Darren Oxlee, Chief Technology Officer and Director at Utility Systems, looks at the future of smart water metering in 2019.
Driven by the requirement to improve operational efficiencies and revenues, cut down on wastage, and enhance customer service, water utilities around the world are turning to Advanced Metering Infrastructure (AMI) – including smart meters – and the trend is set to accelerate in 2019.
Utilities are under increasing financial pressure from non-technical water losses – including potable water lost in the system through leaks – and inefficient revenue recovery that results in millions being lost due to incorrect billing and theft.
Harnessing technology such as the Internet of Things (IoT), connectivity and data analytics not only helps better manage infrastructure and reduce losses but will also bring changes to the way in which utilities currently operate.

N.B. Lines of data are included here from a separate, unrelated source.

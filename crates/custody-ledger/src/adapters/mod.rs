//! # Adapters Layer
//!
//! Implementations of the outbound ports plus snapshot import/export.

pub mod event_feed;
pub mod snapshot;

pub use event_feed::InMemoryEventFeed;
pub use snapshot::{LedgerSnapshot, ProductSnapshot, SnapshotError, SNAPSHOT_VERSION};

Here are five things utilities must consider in their quest to become smarter:
Broader industry partnerships – among the drivers of growth in AMI include private sector companies introducing innovative products and solutions that are redefining smart metering, as well interest from large telecoms operators who are recognising the opportunity to add additional services to their current offerings.
Infrastructure and maintenance – smart metering will enable far more accurate, real-time data monitoring, helping utilities reduce the time taken to identify and fix leaks by flagging water losses earlier. Not only will this save costs, but it means more focus and investment can be directed toward proactive maintenance of water infrastructure.

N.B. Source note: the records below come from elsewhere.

//! # Wire-Level Flows
//!
//! The same lifecycle, submitted as JSON envelopes through the request
//! handler and the node's line loop.

#[cfg(test)]
mod tests {
    use crate::fixtures::*;
    use custody_ledger::prelude::*;
    use custody_node::{NodeConfig, NodeRuntime};
    use serde_json::{json, Value};
    use std::io::Cursor;
    use std::sync::Arc;
    use uuid::Uuid;

    fn line(caller: Identity, timestamp: Timestamp, method: &str, params: Value) -> String {
        json!({
            "correlation_id": Uuid::new_v4(),
            "caller": caller,
            "timestamp": timestamp,
            "request": { "method": method, "params": params },
        })
        .to_string()
    }

    async fn serve(lines: &[String]) -> Vec<Value> {
        let config = NodeConfig {
            ledger: LedgerConfig::for_testing(),
            ..NodeConfig::default()
        };
        let runtime = NodeRuntime::new(&config, ManualClock::new(0)).await.unwrap();
        let mut output = Vec::new();
        runtime
            .run(Cursor::new(lines.join("\n").into_bytes()), &mut output)
            .await
            .unwrap();
        String::from_utf8(output)
            .unwrap()
            .lines()
            .map(|l| serde_json::from_str(l).unwrap())
            .collect()
    }

    #[tokio::test]
    async fn test_lifecycle_over_line_protocol() {
        let mut lines = Vec::new();
        for (identity, role) in [(MAKER, 1), (DEALER, 2), (CUSTOMER, 3), (CENTER, 4)] {
            lines.push(line(OWNER, 0, "grantRole", json!({ "identity": identity, "role": role })));
        }
        lines.push(line(MAKER, 100, "createProduct", json!({ "id": "SN-1", "info": "laptop" })));
        lines.push(line(MAKER, 200, "transferProduct", json!({ "id": "SN-1", "to": DEALER })));
        lines.push(line(DEALER, 300, "transferProduct", json!({ "id": "SN-1", "to": CUSTOMER })));
        lines.push(line(CUSTOMER, 10_000, "transferProduct", json!({ "id": "SN-1", "to": CENTER })));
        lines.push(line(CENTER, 20_000, "warrantyProduct", json!({ "id": "SN-1", "note": "battery" })));
        lines.push(line(CENTER, 20_100, "getProduct", json!({ "id": "SN-1" })));
        lines.push(line(CENTER, 20_100, "verifyProductHistory", json!({ "id": "SN-1" })));

        let responses = serve(&lines).await;
        assert_eq!(responses.len(), lines.len());
        for response in &responses {
            assert!(response.get("error").is_none(), "unexpected error: {response}");
        }

        let product = &responses[9]["result"];
        assert_eq!(product["type"], "product");
        assert_eq!(product["value"]["history_count"], 5);
        assert_eq!(product["value"]["suspicious"], false);
        assert_eq!(product["value"]["current_owner"], json!(CENTER));

        let verification = &responses[10]["result"]["value"];
        assert!(verification["first_invalid"].is_null());
    }

    #[tokio::test]
    async fn test_error_codes_on_the_wire() {
        let lines = vec![
            line(MAKER, 0, "grantRole", json!({ "identity": MAKER, "role": 1 })),
            line(OWNER, 0, "grantRole", json!({ "identity": MAKER, "role": 9 })),
            line(OWNER, 0, "grantRole", json!({ "identity": MAKER, "role": 1 })),
            line(MAKER, 100, "createProduct", json!({ "id": "A", "info": "x" })),
            line(MAKER, 105, "createProduct", json!({ "id": "B", "info": "x" })),
            line(MAKER, 200, "createProduct", json!({ "id": "A", "info": "x" })),
            line(MAKER, 200, "getProduct", json!({ "id": "nope" })),
            r#"{"correlation_id":"not-a-uuid"}"#.to_string(),
        ];

        let responses = serve(&lines).await;
        let codes: Vec<Option<&str>> = responses
            .iter()
            .map(|r| r["error"]["code"].as_str())
            .collect();
        assert_eq!(
            codes,
            vec![
                Some("Unauthorized"),
                Some("InvalidRole"),
                None,
                None,
                Some("ActionTooFrequent"),
                Some("DuplicateProduct"),
                Some("NotFound"),
                Some("BadRequest"),
            ]
        );
        // Throttling rejections tell the caller when to come back.
        assert_eq!(responses[4]["error"]["retry_at"], 110);
    }

    #[tokio::test]
    async fn test_wide_role_codes_reach_validation() {
        let lines = vec![
            line(OWNER, 0, "grantRole", json!({ "identity": MAKER, "role": 5 })),
            line(OWNER, 0, "grantRole", json!({ "identity": MAKER, "role": 256 })),
            line(MAKER, 0, "grantRole", json!({ "identity": MAKER, "role": 300 })),
            line(OWNER, 0, "membersOf", json!({ "role": 70_000 })),
        ];

        let responses = serve(&lines).await;
        let codes: Vec<Option<&str>> = responses
            .iter()
            .map(|r| r["error"]["code"].as_str())
            .collect();
        assert_eq!(
            codes,
            vec![
                Some("InvalidRole"),
                Some("InvalidRole"),
                Some("Unauthorized"),
                Some("InvalidRole"),
            ]
        );
        assert!(responses[1]["error"]["message"]
            .as_str()
            .unwrap()
            .contains("256"));
    }

    #[tokio::test]
    async fn test_bad_request_body_answers_under_its_correlation_id() {
        let id = Uuid::new_v4();
        let bad = json!({
            "correlation_id": id,
            "caller": OWNER,
            "request": { "method": "grantRole", "params": { "identity": MAKER, "role": -1 } },
        })
        .to_string();

        let responses = serve(&[bad]).await;
        assert_eq!(responses[0]["error"]["code"], "BadRequest");
        assert_eq!(responses[0]["correlation_id"], json!(id));
    }

    #[tokio::test]
    async fn test_handler_fills_missing_timestamp() {
        let service = Arc::new(create_test_service());
        let clock = ManualClock::new(7_000);
        let handler = RequestHandler::new(Arc::clone(&service), clock);

        let envelope: LedgerEnvelope = serde_json::from_value(json!({
            "correlation_id": Uuid::new_v4(),
            "caller": OWNER,
            "request": { "method": "grantRole", "params": { "identity": MAKER, "role": 1 } },
        }))
        .unwrap();
        let response = handler.handle(envelope).await;

        match response.result {
            Some(LedgerReply::Granted(grant)) => assert_eq!(grant.granted_at, 7_000),
            other => panic!("unexpected reply: {other:?}"),
        }
        assert_eq!(service.role_grants(0).await.len(), 1);
    }
}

Changing skills requirements – switching to smart water metering increases the skill level required from those who are involved in the installation and management of metering infrastructure; as the use of this technology grows, the skills needed will go beyond basic plumbing and into more advanced skills, including IT and communications technologies.
Customer service and behaviour – utilities will be able to proactively monitor customers’ accounts, identify issues, complaints and queries, and resolve them much faster than they are currently able to. Additionally, initial studies have shown that once consumers have full visibility of their usage data – via a mobile app, for example – their water consumption drops by about 15%.
Regulatory compliance – with near real-time two-way communication and valve control, smart meters can not only provide customers with prepaid water with the ability to top up their water allocation, but also cater for South Africa’s free basic water requirements – all managed at the device level.
When coupled with increased billing accuracy, the long-term benefits of investing in smart water metering will outweigh the higher initial capital outlay needed as compared to a traditional water system. As such, the growth prospects for smart water metering are enormous: in addition to the financial and operational benefits, municipalities are increasingly including smarter water management as part of their broader Smart City development programmes.
Only a very small percentage of existing metered end-points in municipalities around the country are ‘smart’, and converting the remainder provides a substantial growth opportunity that the local industry can take advantage of.